Федор Максимович, схватился за ворот и начал скрести пальцами по скатерти. В комнату вбежала белая как мел Люда, обхватила его, беззвучно плача, расстегнула рубаху, кинулась к буфету и закапала валерьянкой в рюмочку. Слепко встал и побрел на выход.
– Стой! Стой, гад! – загремел Федор Максимович. – Куда? Нет уж, голубчик, я сейчас сам сдам тебя куда следует. Слепко покорно остановился. По щекам его текли слезы.
– Федька, не надо, держись, я сейчас в Кремлевку позвоню, успокойся! – причитала Людмила, сидя на полу и обхватив мужнину коленку.
– Так, – уже тише, проговорил Федор Максимович, – чего ж делать-то?
– А может, все еще?.. – прошептала она.
– Да нет. Всё – хуже некуда. Ты кому-нибудь говорил, что попрешься ко мне? Там, у себя, в этом твоем?.. Вообще кому-нибудь?!
– Да нет.
– Нет?!
– Никому не говорил.
– Уже легче. Кто тебя видел, когда ты сюда шел?
– Никто. Лифтерша.
– Ну конечно! Старая грымза наверняка уже стукнула!
– Федь, она и фамилии-то моей не знает.
– Это ты нашу лифтершу не знаешь. Ну, положим. По крайней мере, какое-то время есть. А Катька?
– Федор Максимы-ыч! – заголосила в коридоре домработница, – да я, да ни в жисть! Пускай меня Господь молоньей убьет, если кому чего сболтну!
– Ладно, пускай, – Федор Максимыч задумался. Все стояли вокруг и молча ждали его решения. – Хорошо, – пришел он к какому-то выводу.
– Как ты понимаешь, ночевать я тебя оставить не могу. И не хочу. Завтра постараюсь что-нибудь разузнать. Позвонишь мне из телефонной будки. Мой служебный номер есть?
– Нет.
– Тоже хорошо. Тогда запоминай. Позвонишь, значит, в… четырнадцать, нет, лучше, в сем… в восемнадцать ноль-ноль. Учти, выгораживать тебя я не намерен! Понял?
– Понял, Федя.
– А понял, так и вали, давай, отсюда на …!
– У меня денег нету совсем.
– Шалишь, дорогуша, материальную помощь тебе я оказывать не намерен. Не на того напал!
Слепко повернулся, нащупал задвижку двери.
– Женя, постойте! – быстро прошелестела Людмила.

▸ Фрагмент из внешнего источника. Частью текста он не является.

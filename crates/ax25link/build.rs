fn main() {
    if let Ok(target) = std::env::var("TARGET") {
        println!("cargo:rustc-env=AX25LINK_BUILD_TARGET={target}");
    }
    println!("cargo:rerun-if-env-changed=TARGET");
}
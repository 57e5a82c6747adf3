//! Statistics derived from the full expense collection.

mod aggregation;
mod endpoint;

pub use aggregation::{
    BudgetStatus, CategoryTotal, ExpenseSummary, NO_CATEGORY_LABEL, TopCategory,
    UNKNOWN_MONTH_LABEL, aggregate_by_category, aggregate_by_month, budget_status,
    find_top_category, month_of, summarize,
};
pub use endpoint::{StatsResponse, get_stats_endpoint};
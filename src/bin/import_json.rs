use std::{path::PathBuf, process::exit};

use clap::Parser;
use rusqlite::Connection;
use tracing_subscriber::{EnvFilter, Layer, layer::SubscriberExt, util::SubscriberInitExt};

use expense_tracker::{create_app_state, legacy::import_legacy_files};

/// A utility for loading the JSON files of the flat-file backend into the
/// SQLite database of the expense tracker.
#[derive(Parser, Debug)]
#[command(version, about, long_about = None)]
struct Args {
    /// File path to the application SQLite database, created if it does not exist.
    #[arg(long, env = "EXPENSE_DB_PATH", default_value = "expenses.db")]
    db_path: String,

    /// File path to the JSON array of expenses.
    #[arg(long)]
    expenses: PathBuf,

    /// File path to the JSON object of budgets.
    #[arg(long)]
    budgets: Option<PathBuf>,
}

fn main() {
    tracing_subscriber::registry()
        .with(
            tracing_subscriber::fmt::layer()
                .pretty()
                .with_filter(
                    EnvFilter::try_from_default_env().unwrap_or_else(|_| EnvFilter::new("info")),
                ),
        )
        .init();

    let args = Args::parse();

    if !args.expenses.is_file() {
        tracing::error!("No file exists at {:#?}", args.expenses);
        exit(1);
    }

    let app_state = match Connection::open(&args.db_path)
        .map_err(expense_tracker::Error::from)
        .and_then(create_app_state)
    {
        Ok(app_state) => app_state,
        Err(error) => {
            tracing::error!("Could not open the database at {}: {error}", args.db_path);
            exit(1);
        }
    };

    tracing::info!("Importing {:#?} into {}", args.expenses, args.db_path);

    match import_legacy_files(&app_state.store, &args.expenses, args.budgets.as_deref()) {
        Ok(summary) => tracing::info!(
            "Imported {} of {} expenses and {} budgets",
            summary.expenses_imported,
            summary.expenses_read,
            summary.budgets_imported
        ),
        Err(error) => {
            tracing::error!("Import failed: {error}");
            exit(1);
        }
    }
}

Он остановился, сжав дверную ручку. Федор вынес из кухни полбуханки черного хлеба и полкруга колбасы. Завернул все в газету, предварительно осмотрев ее со всех сторон и оторвав краешек с номером своей квартиры. Молча, со злом, сунул бывшему другу.
– Пошел!
– Да как же это, да куда ж он? – заплакала простосердечная Катя.
– Молчи, дура, пускай лучше замерзает! – визгливо крикнула Людмила. Дверь захлопнулась.
Он медленно шел по улице Горького, ярко освещенной, мельтешащей, несмотря на мороз и позднее время, развеселым гуляющим людом. Торопиться было некуда. Его не интересовали тряпки в зеркальных витринах, нетрезвая суета около ресторанов, все это сытое, беспечное существование никчемных личностей, которых он презирал всю свою жизнь. Теперь ему и вовсе было не до них. После ветреной, заставленной заборами и строительными лесами площади стало теплее и малолюднее. «Еще пару дней назад я прошел бы здесь “как хозяин”, с гордо поднятой головой, а теперь…» Впрочем, он скорее чувствовал огромную усталость, чем страдал. В одном месте чуть не угодил под грузовик, вынырнувший из подворотни, кто-то долго, нудно материл его в спину. Все это было не важно, не стоило даже поворота головы. Бесконечно далеко от этих усеянных замороженными плевками улиц остались жена и сын, которые одни только его любили и ждали, пока он, полоумный их папаша, сражался с ветряными мельницами и изобретал дурацкие, никому не нужные лопаты. Теперь одно только воспоминание об их милых лицах еще заставляло его переставлять ноги, вместо того чтобы в первом же дворе лечь в мягкий белый сугроб и отключиться.